Quels revenus peuvent vous faire perdre la pension de réversion ?
En 2025, des plafonds de ressources stricts s’appliquent. Si vous les dépassez, le versement peut être temporairement suspendu.
- 24 710,40 € par an pour une personne seule
- 39 536,64 € par an pour un couple
Cela signifie que si votre revenu annuel franchit ces seuils, même brièvement, vous pouvez perdre temporairement votre pension. Cela ne supprime pas le droit, mais stoppe les paiements jusqu’à ce que vos ressources repassent sous les limites.
Une évaluation globale de vos ressources
Ce que l’on prend en compte dépasse largement les pensions personnelles. L’administration examine l’ensemble de vos ressources déclarées sur l’année civile. Et la liste est longue :
- Salaire ou revenus d’activité
- Allocations chômage
- Loyers encaissés
- Pensions alimentaires perçues
- Intérêts bancaires ou dividendes
- Plus-values immobilières
Attention : aucun abattement ni déduction automatique ne s’applique.

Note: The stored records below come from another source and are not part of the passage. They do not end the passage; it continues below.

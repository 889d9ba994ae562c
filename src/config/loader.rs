//! Locating and parsing the project manifest

use super::project::Project;
use crate::error::{ErrorCode, PruneError};
use std::collections::HashSet;
use std::path::{Path, PathBuf};
use tokio::fs;
use tracing::{debug, warn};

/// Manifest file names, in lookup order
pub const MANIFEST_NAMES: &[&str] = &["lambda-prune.toml", "lambda-prune.yml", "lambda-prune.yaml"];

#[derive(Debug, Clone, Copy, PartialEq, Eq)]
pub enum ManifestFormat {
    Toml,
    Yaml,
}

impl ManifestFormat {
    pub fn from_path(path: &Path) -> Self {
        match path.extension().and_then(|e| e.to_str()) {
            Some("yml") | Some("yaml") => Self::Yaml,
            _ => Self::Toml,
        }
    }
}

/// Walk up from `start` looking for a manifest
pub fn find_manifest(start: &Path) -> Option<PathBuf> {
    start.ancestors().find_map(|dir| {
        MANIFEST_NAMES
            .iter()
            .map(|name| dir.join(name))
            .find(|candidate| candidate.is_file())
    })
}

/// Read and validate the manifest at `path`
///
/// The project root is the manifest's directory, canonicalized when possible.
pub async fn load_project(path: &Path) -> Result<Project, PruneError> {
    let content = fs::read_to_string(path).await.map_err(|e| {
        PruneError::config_with_code(
            ErrorCode::CONFIG_NOT_FOUND,
            format!("Could not read project manifest {}", path.display()),
        )
        .with_source(e)
    })?;

    let mut project = parse_project(&content, ManifestFormat::from_path(path))
        .map_err(|e| e.with_context(path.display()))?;

    let root = match path.parent() {
        Some(parent) if !parent.as_os_str().is_empty() => parent,
        _ => Path::new("."),
    };
    project.root = fs::canonicalize(root)
        .await
        .unwrap_or_else(|_| root.to_path_buf());

    debug!(
        "Loaded project {} from {} ({} stages, {} functions)",
        project.name,
        path.display(),
        project.stages.len(),
        project.functions.len()
    );
    Ok(project)
}

/// Parse manifest text and check it for structural mistakes
pub fn parse_project(content: &str, format: ManifestFormat) -> Result<Project, PruneError> {
    let project: Project = match format {
        ManifestFormat::Toml => toml::from_str(content).map_err(|e| {
            PruneError::config_with_code(ErrorCode::CONFIG_PARSE_ERROR, e.to_string())
        })?,
        ManifestFormat::Yaml => serde_yaml::from_str(content).map_err(|e| {
            PruneError::config_with_code(ErrorCode::CONFIG_PARSE_ERROR, e.to_string())
        })?,
    };
    validate_project(&project)?;
    Ok(project)
}

fn validate_project(project: &Project) -> Result<(), PruneError> {
    if project.name.trim().is_empty() {
        return Err(PruneError::config_with_code(
            ErrorCode::CONFIG_INVALID_VALUE,
            "Project name must not be empty",
        ));
    }

    let mut seen = HashSet::new();
    for function in &project.functions {
        if !seen.insert(function.name.as_str()) {
            return Err(PruneError::config_with_code(
                ErrorCode::CONFIG_INVALID_VALUE,
                format!("Function \"{}\" is defined more than once", function.name),
            ));
        }
    }

    let mut seen = HashSet::new();
    for stage in &project.stages {
        if !seen.insert(stage.name.as_str()) {
            return Err(PruneError::config_with_code(
                ErrorCode::CONFIG_INVALID_VALUE,
                format!("Stage \"{}\" is defined more than once", stage.name),
            ));
        }
        if stage.regions.is_empty() {
            warn!("Stage {} has no regions configured", stage.name);
        }
    }

    if project.prune.unit_concurrency == 0 || project.prune.delete_concurrency == 0 {
        return Err(PruneError::config_with_code(
            ErrorCode::CONFIG_INVALID_VALUE,
            "Prune concurrency must be at least 1",
        ));
    }

    Ok(())
}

Une prime exceptionnelle ou la vente d’un bien immobilier peut suffire à faire basculer votre situation. Et c’est souvent là que surviennent les surprises.
Pourquoi une telle suspension n’est pas définitive
La pension de réversion n’est pas supprimée si vous dépassez les plafonds. Elle est simplement suspendue. Si, l’année suivante, vos revenus repassent en dessous des seuils, le versement peut être remis en route.
Malheureusement, de nombreux bénéficiaires l’ignorent et découvrent trop tard la suspension après un contrôle annuel. Mieux vaut prévenir que guérir, surtout après un événement comme une succession ou la vente d’un bien.
Ce que prévoit la législation actuelle
Les conditions pour obtenir une pension de réversion dans le régime de base restent stables :
- Avoir été marié avec la personne décédée (le Pacs et le concubinage ne comptent pas)
- Avoir au moins 55 ans
- Recevoir 54 % de la pension de base du défunt
- Un montant minimum d’environ 331,94 €
Ce minimum peut être réduit si vos ressources s’approchent du plafond. Et pour l’instant, ces règles n’ont pas changé. Mais cela pourrait évoluer à partir de 2026.
Des réformes discutées pour l’année 2026
Le Conseil d’orientation des retraites planche sur plusieurs idées de réforme, dont :
- L’ouverture aux couples pacsés
- L’adaptation des règles en cas de remariage
- Une harmonisation des plafonds de ressources
- L’unification du taux de réversion pour les nouvelles demandes
Attention cependant : rien n’est encore acté. Ces changements ne concerneraient que les nouvelles demandes à partir du 1er janvier 2026. Les pensions déjà versées ne seraient pas impactées.
Comment éviter une mauvaise surprise ?
Quand vous bénéficiez d’une pension de réversion, la prudence est de mise. Voici quelques conseils pratiques :
- Suivez vos revenus annuels de près
- Déclarez tout changement de situation familiale ou patrimoniale
- N’hésitez pas à demander conseil à votre caisse avant une opération importante (vente, succession, donation)
- Utilisez les simulateurs en ligne pour évaluer l’impact d’un revenu exceptionnel
Une simple démarche ou une simulation peut vous éviter la suspension inattendue de cette pension. Restez attentif, surtout si vous approchez des plafonds.
En résumé : ce que vous devez retenir
- La pension de réversion peut être suspendue si vos ressources dépassent un certain seuil en 2025
- Elle n’est pas supprimée et peut revenir l’année suivante
- Tous vos revenus comptent, même les ponctuels
- Des réformes sont en cours de réflexion pour 2026
Cette pension est une aide précieuse. Mais elle repose sur des règles de ressources précises. En comprenant mieux ces règles, vous pourrez sécuriser votre droit et agir avant qu’il ne soit trop tard.
Cet article s’appuie sur des sources vérifiées et l’assistance de technologies éditoriales.